In 1913, a member of staff called Miss Birch was having health problems.

She needed help getting to and from school, had to take medicine and “nourishment”

throughout the day and was “unable to breathe without inhaling the smoke of some burning powder, the fumes of which pervade the whole school, and cause discomfort to scholars and other members of the staff”.

The headteacher was unimpressed and sent her home, only to write in the school diary the following day: “Miss Birch in attendance this morning apparently rather better.”

Getting the munchies. Inhaling burning powder. Not able to stand. Hmm.

We were in the Askrigg area one evening this week when we spotted four hedgehogs within a mile of road. A nice sight you would think, except three appeared to be eating roadkill rabbits.

Why did the hedgehog cross the road? To feast on raw flesh it seems. I suppose we shouldn’t be surprised. Presumably hedgehogs will soon start to hibernate and need to up their calorie intake beforehand.
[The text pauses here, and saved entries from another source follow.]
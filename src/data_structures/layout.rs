//! The authored maze.
//!
//! The maze is a 24 × 9 grid laid out as four letter-shaped chambers (U, C, L
//! and A) joined by corridors. It is stored as a table of [`BuildingBlocks`]
//! runs grouped into named sections; the section role decides which material a
//! run is drawn with. Entry is through the gap at the bottom of the west wall,
//! exit through the matching gap in the east wall.

use anyhow::{Context as _, ensure};

use crate::{
    collision::{Aabb, ColliderId, PLAYER_ID, PROP_ID_BASE},
    context::Context,
    data_structures::block::{
        Axis::{self, X, Z},
        BuildingBlocks, UnitKind,
        UnitKind::{AccentFloor, WallX, WallZ},
    },
};

pub const GRID_COLUMNS: u32 = 24;
pub const GRID_ROWS: u32 = 9;

/// Which palette entry a section is drawn with.
#[derive(Clone, Copy, Debug, PartialEq, Eq, Hash)]
pub enum SectionRole {
    /// West boundary, next to the entrance.
    StartWall,
    /// East boundary, next to the exit.
    EndWall,
    Boundary,
    Floor,
    /// Only drawn by themes with a ceiling pass.
    Ceiling,
    /// Accent floor tracing a chamber's letter.
    Path,
    Walls,
}

impl SectionRole {
    /// Roles the presentation deck is projected onto.
    pub fn is_boundary(self) -> bool {
        matches!(
            self,
            SectionRole::StartWall | SectionRole::EndWall | SectionRole::Boundary
        )
    }
}

#[derive(Clone, Copy, Debug)]
pub struct Section {
    pub name: &'static str,
    pub role: SectionRole,
    pub runs: &'static [BuildingBlocks],
}

const fn run(
    unit: UnitKind,
    axis: Axis,
    x: u32,
    z: u32,
    count: u32,
) -> BuildingBlocks {
    BuildingBlocks::new(unit, axis, x, z, count)
}

/// One column of `unit` per grid column, each spanning every row.
const fn tiling(unit: UnitKind) -> [BuildingBlocks; GRID_COLUMNS as usize] {
    let mut runs = [run(unit, Z, 0, 0, GRID_ROWS); GRID_COLUMNS as usize];
    let mut column = 0;
    while column < GRID_COLUMNS as usize {
        runs[column].start_x = column as u32;
        column += 1;
    }
    runs
}

const FLOOR: [BuildingBlocks; GRID_COLUMNS as usize] = tiling(UnitKind::Floor);
const CEILING: [BuildingBlocks; GRID_COLUMNS as usize] = tiling(UnitKind::Ceiling);

pub static MAZE: &[Section] = &[
    Section {
        name: "floor",
        role: SectionRole::Floor,
        runs: &FLOOR,
    },
    Section {
        name: "ceiling",
        role: SectionRole::Ceiling,
        runs: &CEILING,
    },
    Section {
        name: "west wall",
        role: SectionRole::StartWall,
        runs: &[run(WallZ, Z, 0, 0, 8)],
    },
    Section {
        name: "east wall",
        role: SectionRole::EndWall,
        runs: &[run(WallZ, Z, 24, 0, 8)],
    },
    Section {
        name: "north and south walls",
        role: SectionRole::Boundary,
        runs: &[run(WallX, X, 0, 0, 24), run(WallX, X, 0, 9, 24)],
    },
    Section {
        name: "U path",
        role: SectionRole::Path,
        runs: &[
            run(AccentFloor, Z, 1, 1, 7),
            run(AccentFloor, Z, 4, 1, 7),
            run(AccentFloor, X, 2, 7, 2),
        ],
    },
    Section {
        name: "U chamber",
        role: SectionRole::Walls,
        runs: &[
            run(WallZ, Z, 1, 1, 7),
            run(WallZ, Z, 5, 1, 7),
            run(WallZ, Z, 2, 1, 6),
            run(WallZ, Z, 4, 1, 6),
            run(WallX, X, 1, 8, 4),
            run(WallX, X, 2, 7, 2),
        ],
    },
    Section {
        name: "C path",
        role: SectionRole::Path,
        runs: &[
            run(AccentFloor, Z, 7, 1, 7),
            run(AccentFloor, X, 8, 1, 3),
            run(AccentFloor, X, 8, 7, 3),
        ],
    },
    Section {
        name: "C chamber",
        role: SectionRole::Walls,
        runs: &[
            run(WallZ, Z, 7, 1, 7),
            run(WallZ, Z, 8, 2, 5),
            run(WallX, X, 7, 8, 4),
            run(WallX, X, 7, 1, 4),
            run(WallX, X, 8, 2, 3),
            run(WallX, X, 8, 7, 3),
        ],
    },
    Section {
        name: "L path",
        role: SectionRole::Path,
        runs: &[run(AccentFloor, Z, 13, 1, 7), run(AccentFloor, X, 14, 7, 3)],
    },
    Section {
        name: "L chamber",
        role: SectionRole::Walls,
        runs: &[
            run(WallZ, Z, 13, 1, 7),
            run(WallZ, Z, 14, 1, 6),
            run(WallX, X, 13, 8, 4),
            run(WallX, X, 14, 7, 3),
        ],
    },
    Section {
        name: "A path",
        role: SectionRole::Path,
        runs: &[
            run(AccentFloor, Z, 19, 1, 7),
            run(AccentFloor, Z, 22, 1, 7),
            run(AccentFloor, X, 20, 1, 2),
            run(AccentFloor, X, 20, 4, 2),
        ],
    },
    Section {
        name: "A chamber",
        role: SectionRole::Walls,
        runs: &[
            run(WallZ, Z, 19, 1, 7),
            run(WallZ, Z, 20, 2, 2),
            run(WallZ, Z, 22, 2, 2),
            run(WallZ, Z, 23, 1, 7),
            run(WallZ, Z, 20, 5, 3),
            run(WallZ, Z, 22, 5, 3),
            run(WallX, X, 19, 1, 4),
            run(WallX, X, 20, 2, 2),
            run(WallX, X, 20, 4, 2),
            run(WallX, X, 20, 5, 2),
        ],
    },
    Section {
        name: "U connectors",
        role: SectionRole::Walls,
        runs: &[
            run(WallZ, Z, 3, 8, 1),
            run(WallZ, Z, 3, 0, 3),
            run(WallZ, Z, 3, 5, 1),
            run(WallZ, Z, 6, 0, 3),
            run(WallZ, Z, 6, 4, 5),
            run(WallX, X, 2, 3, 1),
            run(WallX, X, 3, 4, 1),
            run(WallX, X, 2, 6, 1),
            run(WallX, X, 6, 3, 1),
        ],
    },
    Section {
        name: "C connectors",
        role: SectionRole::Walls,
        runs: &[
            run(WallZ, Z, 12, 1, 4),
            run(WallZ, Z, 12, 6, 3),
            run(WallZ, Z, 11, 2, 2),
            run(WallZ, Z, 9, 3, 1),
            run(WallZ, Z, 9, 5, 1),
            run(WallX, X, 11, 3, 1),
            run(WallX, X, 9, 3, 1),
            run(WallX, X, 9, 4, 2),
            run(WallX, X, 9, 5, 3),
            run(WallX, X, 9, 6, 3),
        ],
    },
    Section {
        name: "L connectors",
        role: SectionRole::Walls,
        runs: &[
            run(WallZ, Z, 18, 6, 3),
            run(WallZ, Z, 18, 1, 2),
            run(WallZ, Z, 18, 4, 1),
            run(WallZ, Z, 16, 0, 3),
            run(WallZ, Z, 17, 0, 3),
            run(WallZ, Z, 15, 3, 3),
            run(WallX, X, 12, 1, 1),
            run(WallX, X, 14, 1, 2),
            run(WallX, X, 14, 2, 1),
            run(WallX, X, 15, 3, 1),
            run(WallX, X, 16, 4, 2),
            run(WallX, X, 15, 5, 2),
            run(WallX, X, 16, 6, 2),
            run(WallX, X, 17, 1, 1),
        ],
    },
    Section {
        name: "A connectors",
        role: SectionRole::Walls,
        runs: &[
            run(WallZ, Z, 21, 6, 3),
            run(WallX, X, 18, 5, 1),
            run(WallX, X, 21, 8, 1),
            run(WallX, X, 23, 7, 1),
        ],
    },
];

/// A validated maze table together with the static colliders of its walls.
#[derive(Clone, Debug)]
pub struct MazeLayout {
    sections: &'static [Section],
    colliders: Vec<(ColliderId, Aabb)>,
}

impl MazeLayout {
    /// The walkthrough maze at the context's scale.
    pub fn standard(ctx: &Context) -> anyhow::Result<Self> {
        Self::load(MAZE, ctx)
    }

    /// Checks every run and derives one static collider per wall run.
    ///
    /// Collider ids are handed out in table order, starting right after the
    /// player's id.
    pub fn load(sections: &'static [Section], ctx: &Context) -> anyhow::Result<Self> {
        let mut colliders = Vec::new();
        let mut next_id = PLAYER_ID + 1;
        for section in sections {
            for (idx, blocks) in section.runs.iter().enumerate() {
                validate_run(blocks)
                    .with_context(|| format!("run {} of section '{}'", idx, section.name))?;
                let collider = blocks
                    .collider(ctx.scale_factor)
                    .with_context(|| format!("run {} of section '{}'", idx, section.name))?;
                if let Some(aabb) = collider {
                    ensure!(
                        next_id < PROP_ID_BASE,
                        "the maze needs more static colliders than ids below {}",
                        PROP_ID_BASE
                    );
                    colliders.push((next_id, aabb));
                    next_id += 1;
                }
            }
        }
        log::debug!(
            "Loaded maze with {} sections and {} static colliders",
            sections.len(),
            colliders.len()
        );
        Ok(Self {
            sections,
            colliders,
        })
    }

    pub fn sections(&self) -> &'static [Section] {
        self.sections
    }

    pub fn colliders(&self) -> &[(ColliderId, Aabb)] {
        &self.colliders
    }

    /// True once `aabb` lies entirely east of the maze.
    pub fn is_outside_east(&self, aabb: &Aabb, ctx: &Context) -> bool {
        aabb.min().x > GRID_COLUMNS as f32 * ctx.scale_factor
    }
}

fn validate_run(blocks: &BuildingBlocks) -> anyhow::Result<()> {
    ensure!(blocks.count > 0, "a run must place at least one unit");
    let (end_x, end_z) = blocks.end().with_context(|| {
        format!(
            "run from ({}, {}) with {} units overflows",
            blocks.start_x, blocks.start_z, blocks.count
        )
    })?;
    // walls sit on grid lines and may use the far edge, tiles fill cells
    let (across, across_limit) = match blocks.axis {
        X => (blocks.start_z, GRID_ROWS),
        Z => (blocks.start_x, GRID_COLUMNS),
    };
    let across_fits = if blocks.unit.is_solid() {
        across <= across_limit
    } else {
        across < across_limit
    };
    ensure!(
        end_x <= GRID_COLUMNS && end_z <= GRID_ROWS && across_fits,
        "{:?} run from ({}, {}) to ({}, {}) leaves the {}x{} grid",
        blocks.unit,
        blocks.start_x,
        blocks.start_z,
        end_x,
        end_z,
        GRID_COLUMNS,
        GRID_ROWS
    );
    Ok(())
}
It just doesn’t fit easy with the image of Mrs Tiggy-Winkle bumbling around your garden and timidly rolling into a ball when the cat takes an interest.

If only hedgehogs could catch flies.

I’m disappointed to report that the residents of Finghall have been silent on the issue of whether their problem flies are lickers or biters.

There are potentially several reasons for the silence.

Firstly, the number of flies has grown so large that they have now taken over the village and all inhabitants have become slaves to the flies.

The flies have removed all phones and car keys, and have tasked residents with creating a giant dung heap which the lord of the flies can sit on while issuing orders and planning an assault on the army of spiders which secretly live in Newton- le-Willows. The editor’s off this week, as you can tell.

Alternatively and slightly more likely, they aren’t impressed with the trivialisation of what sounds a rather unpleasant problem.

There is a third theory which involves the residents of Finghall not actually reading this column. Obviously this has been discounted as ridiculous.